I've decided that it's time for me to invest in more art text books. I am particularly interested in books covers the subjects of composition, color theory and lighting. I prefer more extensive, advanced, and in-depth texts that covers the theory, science and logic behind each subject rather than the "how-to" or introductory books, or one that show only techniques and only glazes over the subjects but does not cover it in enough depth. After all that said, I am not looking for a pure science research paper on human physiology and perception or anything but rather, as mentioned, books that can strongly establish the fundamentals and knowledge of each of these subjects, suitable through the views of an artist.
I have purchased James Gurney's "Color and Light" (planning on purchasing his other book "Imaginative Realism") and enjoyed it really much, however I crave for more information.
Anyway back to the point, can I have some suggestions for the books I should get that fits the criteria I mentioned above? (I am not limited to buying only one book per each subject).
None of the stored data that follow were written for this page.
//! Built-in rule books for the three chat surfaces.
//!
//! A [`RuleBook`] is one rule table plus the surface greeting. A
//! [`LabRuleBook`] is two-level: the active lab selects an inner table, and
//! labs without a table fall back to a global one.

pub mod general;
pub mod lab;
pub mod voice;

use std::borrow::Cow;
use std::collections::HashMap;
use std::sync::Arc;

use async_trait::async_trait;

use crate::dispatcher::Responder;
use crate::error::ChatError;
use crate::matcher::{match_rule, RuleMatch};
use crate::rules::RuleTable;

pub use lab::LabContext;

// =============================================================================
// RuleBook
// =============================================================================

/// A single rule table and the greeting shown when a conversation opens.
#[derive(Debug, Clone)]
pub struct RuleBook {
    name: &'static str,
    greeting: Option<Cow<'static, str>>,
    table: RuleTable,
}

impl RuleBook {
    pub fn new(name: &'static str, table: RuleTable) -> Self {
        Self {
            name,
            greeting: None,
            table,
        }
    }

    pub fn with_greeting(mut self, greeting: impl Into<Cow<'static, str>>) -> Self {
        self.greeting = Some(greeting.into());
        self
    }

    /// Rules for the general security assistant.
    pub fn general() -> Self {
        Self::new("assistant", general::table()).with_greeting(general::GREETING)
    }

    /// Rules for the voice guide.
    pub fn voice() -> Self {
        Self::new("voice", voice::table()).with_greeting(voice::GREETING)
    }

    pub fn name(&self) -> &'static str {
        self.name
    }

    pub fn greeting(&self) -> Option<&str> {
        self.greeting.as_deref()
    }

    pub fn table(&self) -> &RuleTable {
        &self.table
    }

    pub fn classify(&self, input: &str) -> RuleMatch<'_> {
        match_rule(input, &self.table)
    }
}

#[async_trait]
impl Responder for RuleBook {
    async fn respond(&self, input: &str) -> Result<String, ChatError> {
        let m = self.classify(input);
        tracing::debug!(book = self.name, topic = %m.topic(), "Rule selected");
        Ok(m.render())
    }
}

// =============================================================================
// LabRuleBook
// =============================================================================

#[derive(Debug, Clone)]
struct ContextRules {
    greeting: Cow<'static, str>,
    table: RuleTable,
}

/// Per-lab rule tables with a global table for unknown labs.
#[derive(Debug, Clone)]
pub struct LabRuleBook {
    contexts: HashMap<String, ContextRules>,
    global: ContextRules,
}

impl Default for LabRuleBook {
    fn default() -> Self {
        Self::builtin()
    }
}

impl LabRuleBook {
    /// An empty book: every lab resolves to `global`.
    pub fn new(greeting: impl Into<Cow<'static, str>>, global: RuleTable) -> Self {
        Self {
            contexts: HashMap::new(),
            global: ContextRules {
                greeting: greeting.into(),
                table: global,
            },
        }
    }

    /// Register the inner table for one lab.
    pub fn with_context(
        mut self,
        context: impl Into<String>,
        greeting: impl Into<Cow<'static, str>>,
        table: RuleTable,
    ) -> Self {
        self.contexts.insert(
            context.into(),
            ContextRules {
                greeting: greeting.into(),
                table,
            },
        );
        self
    }

    /// The built-in labs.
    pub fn builtin() -> Self {
        lab::CONTEXTS.iter().fold(
            Self::new(lab::GLOBAL_GREETING, lab::global_table()),
            |book, ctx| book.with_context(ctx.id, ctx.greeting(), lab::context_table(ctx)),
        )
    }

    pub fn has_context(&self, context: &str) -> bool {
        self.contexts.contains_key(context)
    }

    /// Known lab ids, sorted.
    pub fn contexts(&self) -> Vec<&str> {
        let mut ids: Vec<&str> = self.contexts.keys().map(String::as_str).collect();
        ids.sort_unstable();
        ids
    }

    fn rules_for(&self, context: &str) -> &ContextRules {
        self.contexts.get(context).unwrap_or(&self.global)
    }

    /// Inner table for `context`, or the global table.
    pub fn table_for(&self, context: &str) -> &RuleTable {
        &self.rules_for(context).table
    }

    pub fn greeting(&self, context: &str) -> &str {
        &self.rules_for(context).greeting
    }

    /// Resolve the lab first, then match within its table.
    pub fn classify(&self, context: &str, input: &str) -> RuleMatch<'_> {
        match_rule(input, self.table_for(context))
    }

    /// A responder bound to one lab.
    pub fn responder(self: &Arc<Self>, context: impl Into<String>) -> LabResponder {
        LabResponder {
            book: Arc::clone(self),
            context: context.into(),
        }
    }
}

/// [`Responder`] that answers within one lab context.
#[derive(Debug, Clone)]
pub struct LabResponder {
    book: Arc<LabRuleBook>,
    context: String,
}

impl LabResponder {
    pub fn context(&self) -> &str {
        &self.context
    }
}

#[async_trait]
impl Responder for LabResponder {
    async fn respond(&self, input: &str) -> Result<String, ChatError> {
        let m = self.book.classify(&self.context, input);
        tracing::debug!(context = %self.context, topic = %m.topic(), "Lab rule selected");
        Ok(m.render())
    }
}

// =============================================================================
// Tests
// =============================================================================
//! Conversational response engine for the academy.
//!
//! Classifies free-form questions against ordered keyword rule tables,
//! dispatches answers with a simulated thinking delay, and records every
//! exchange in an append-only conversation log. Three surfaces are built on
//! top: the general assistant, the per-lab assistant, and the voice guide.

pub mod conversation;
pub mod dispatcher;
pub mod error;
pub mod matcher;
pub mod rulebook;
pub mod rules;
pub mod surface;
pub mod types;

pub use conversation::ConversationLog;
pub use dispatcher::{Responder, ResponseDispatcher, APOLOGY};
pub use error::ChatError;
pub use matcher::{match_rule, RuleMatch};
pub use rulebook::{LabContext, LabResponder, LabRuleBook, RuleBook};
pub use rules::{Rule, RuleTable, RuleTableBuilder, Template};
pub use surface::{GeneralAssistant, LabAssistant, VoiceGuide};
pub use types::{Role, TopicId, Turn};
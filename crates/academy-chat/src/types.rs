//! Shared data types for the conversational engine.

use std::borrow::Cow;
use std::fmt;

use chrono::{DateTime, Utc};
use serde::{Deserialize, Serialize};
use uuid::Uuid;

/// Identifier of a rule's topic, e.g. `sql-injection` or `what-how`.
#[derive(Debug, Clone, PartialEq, Eq, Hash)]
pub struct TopicId(Cow<'static, str>);

impl TopicId {
    pub const fn new(id: &'static str) -> Self {
        Self(Cow::Borrowed(id))
    }

    pub fn as_str(&self) -> &str {
        &self.0
    }
}

impl From<&'static str> for TopicId {
    fn from(id: &'static str) -> Self {
        Self(Cow::Borrowed(id))
    }
}

impl From<String> for TopicId {
    fn from(id: String) -> Self {
        Self(Cow::Owned(id))
    }
}

impl fmt::Display for TopicId {
    fn fmt(&self, f: &mut fmt::Formatter<'_>) -> fmt::Result {
        f.write_str(&self.0)
    }
}

impl PartialEq<&str> for TopicId {
    fn eq(&self, other: &&str) -> bool {
        self.0 == *other
    }
}

/// Who authored a turn.
#[derive(Debug, Clone, Copy, PartialEq, Eq, Serialize, Deserialize)]
#[serde(rename_all = "lowercase")]
pub enum Role {
    User,
    Assistant,
}

impl fmt::Display for Role {
    fn fmt(&self, f: &mut fmt::Formatter<'_>) -> fmt::Result {
        match self {
            Role::User => write!(f, "user"),
            Role::Assistant => write!(f, "assistant"),
        }
    }
}

/// One message in a conversation log. Immutable once appended.
#[derive(Debug, Clone, PartialEq, Serialize, Deserialize)]
pub struct Turn {
    pub id: Uuid,
    pub role: Role,
    pub content: String,
    pub created_at: DateTime<Utc>,
}

impl Turn {
    pub fn new(role: Role, content: impl Into<String>) -> Self {
        Self {
            id: Uuid::new_v4(),
            role,
            content: content.into(),
            created_at: Utc::now(),
        }
    }

    pub fn user(content: impl Into<String>) -> Self {
        Self::new(Role::User, content)
    }

    pub fn assistant(content: impl Into<String>) -> Self {
        Self::new(Role::Assistant, content)
    }
}
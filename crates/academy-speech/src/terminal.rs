//! Text-only speech hosts for terminals and tests.
//!
//! `TerminalSynthesizer` "plays" an utterance by logging it and completing
//! after the time it would take to read aloud. `LineRecognizer` turns typed
//! lines into the interim/final event sequence a live recognizer produces.

use std::sync::{Mutex, MutexGuard, PoisonError};
use std::time::Duration;

use tokio::sync::mpsc;
use tokio::task::JoinHandle;

use crate::error::SpeechError;
use crate::host::{
    RecognitionEvent, RecognitionOptions, RecognitionResult, RecognitionStream, SpeechRecognizer,
    SpeechSynthesizer, Utterance, UtteranceEnd,
};

// =============================================================================
// TerminalSynthesizer
// =============================================================================

/// Synthesizer that paces utterances on a timer instead of producing audio.
pub struct TerminalSynthesizer {
    words_per_minute: u32,
    playing: Mutex<Option<JoinHandle<()>>>,
}

impl TerminalSynthesizer {
    pub fn new(words_per_minute: u32) -> Self {
        Self {
            words_per_minute: words_per_minute.max(1),
            playing: Mutex::new(None),
        }
    }

    fn playing(&self) -> MutexGuard<'_, Option<JoinHandle<()>>> {
        self.playing.lock().unwrap_or_else(PoisonError::into_inner)
    }

    /// How long `text` takes to speak at `rate`.
    pub fn duration_for(&self, text: &str, rate: f32) -> Duration {
        let words = text.split_whitespace().count() as f64;
        let rate = f64::from(rate).max(0.1);
        Duration::from_secs_f64(words * 60.0 / (f64::from(self.words_per_minute) * rate))
    }
}

impl SpeechSynthesizer for TerminalSynthesizer {
    fn speak(&self, utterance: Utterance, on_end: UtteranceEnd) {
        let duration = self.duration_for(&utterance.text, utterance.params.rate);
        tracing::info!(
            utterance = utterance.id,
            words = utterance.text.split_whitespace().count(),
            duration_ms = duration.as_millis() as u64,
            "Speaking response"
        );

        let handle = match tokio::runtime::Handle::try_current() {
            Ok(handle) => handle,
            Err(_) => {
                tracing::warn!("No async runtime, completing utterance immediately");
                on_end();
                return;
            }
        };

        let task = handle.spawn(async move {
            tokio::time::sleep(duration).await;
            on_end();
        });
        if let Some(previous) = self.playing().replace(task) {
            previous.abort();
        }
    }

    fn cancel(&self) {
        if let Some(task) = self.playing().take() {
            task.abort();
        }
    }
}

// =============================================================================
// LineRecognizer
// =============================================================================

/// Deliver one event. A closed receiver means the caller dropped the
/// session stream; the event is discarded.
fn emit(tx: &mpsc::UnboundedSender<RecognitionEvent>, event: RecognitionEvent) -> bool {
    match tx.send(event) {
        Ok(()) => true,
        Err(e) => {
            tracing::debug!(event = ?e.0, "Recognition stream abandoned, event dropped");
            false
        }
    }
}

/// Recognizer fed with whole lines of text.
///
/// Each [`LineRecognizer::feed`] call plays out one utterance on the active
/// session: growing interim prefixes (when requested), one final result, then
/// the end of the session.
#[derive(Default)]
pub struct LineRecognizer {
    active: Mutex<Option<(mpsc::UnboundedSender<RecognitionEvent>, RecognitionOptions)>>,
}

impl LineRecognizer {
    pub fn new() -> Self {
        Self::default()
    }

    fn active(
        &self,
    ) -> MutexGuard<'_, Option<(mpsc::UnboundedSender<RecognitionEvent>, RecognitionOptions)>> {
        self.active.lock().unwrap_or_else(PoisonError::into_inner)
    }

    /// Deliver `line` to the active session and end it.
    ///
    /// Returns `false` if no session is open.
    pub fn feed(&self, line: &str) -> bool {
        let Some((tx, options)) = self.active().take() else {
            return false;
        };

        let words: Vec<&str> = line.split_whitespace().collect();
        if options.interim_results {
            for n in 1..words.len() {
                emit(&tx, RecognitionEvent::Result {
                    result_index: 0,
                    results: vec![RecognitionResult::single(words[..n].join(" "), false)],
                });
            }
        }
        if !words.is_empty() {
            emit(&tx, RecognitionEvent::Result {
                result_index: 0,
                results: vec![RecognitionResult::single(words.join(" "), true)],
            });
        }
        emit(&tx, RecognitionEvent::Ended);
        true
    }
}

impl SpeechRecognizer for LineRecognizer {
    fn start(&self, options: &RecognitionOptions) -> Result<RecognitionStream, SpeechError> {
        let (tx, rx) = mpsc::unbounded_channel();
        tx.send(RecognitionEvent::Started)
            .map_err(|e| SpeechError::Host(e.to_string()))?;
        *self.active() = Some((tx, options.clone()));
        Ok(rx)
    }

    fn stop(&self) {
        if let Some((tx, _)) = self.active().take() {
            emit(&tx, RecognitionEvent::Ended);
        }
    }
}

// =============================================================================
// Tests
// =============================================================================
I apologize for being so picky and overly descriptive
"By presenting the basic elements and applications of composition, Kent explains how paintings are viewed, and how the artist arranges the work for best representation. Balance, perspective, design, symmetry, horizon, sequence, light, color, and the other aspects of composition are described in a lucid text that delineates the features of individual paintings. Over 70 Western masterpieces are displayed with analyses of the artists' techniques. Readers are drawn along the splendid pageant of art history from the 15th-20th centuries by examples of innovations introduced by painters from da Vinci to Picasso. Each picture features a separate aspect of composition, which is interpreted for viewers. While the glossary doesn't cover all terms used in the text, the definitions provided are quite sufficient."
Be sure to pick up Imaginative Realism as soon as you can.
"Everything must serve the idea. The means used to convey the idea should be the simplest and clear. Just what is required. No extra images. To me this is a universal principle of art. Saying as much as possible with a minimum of means."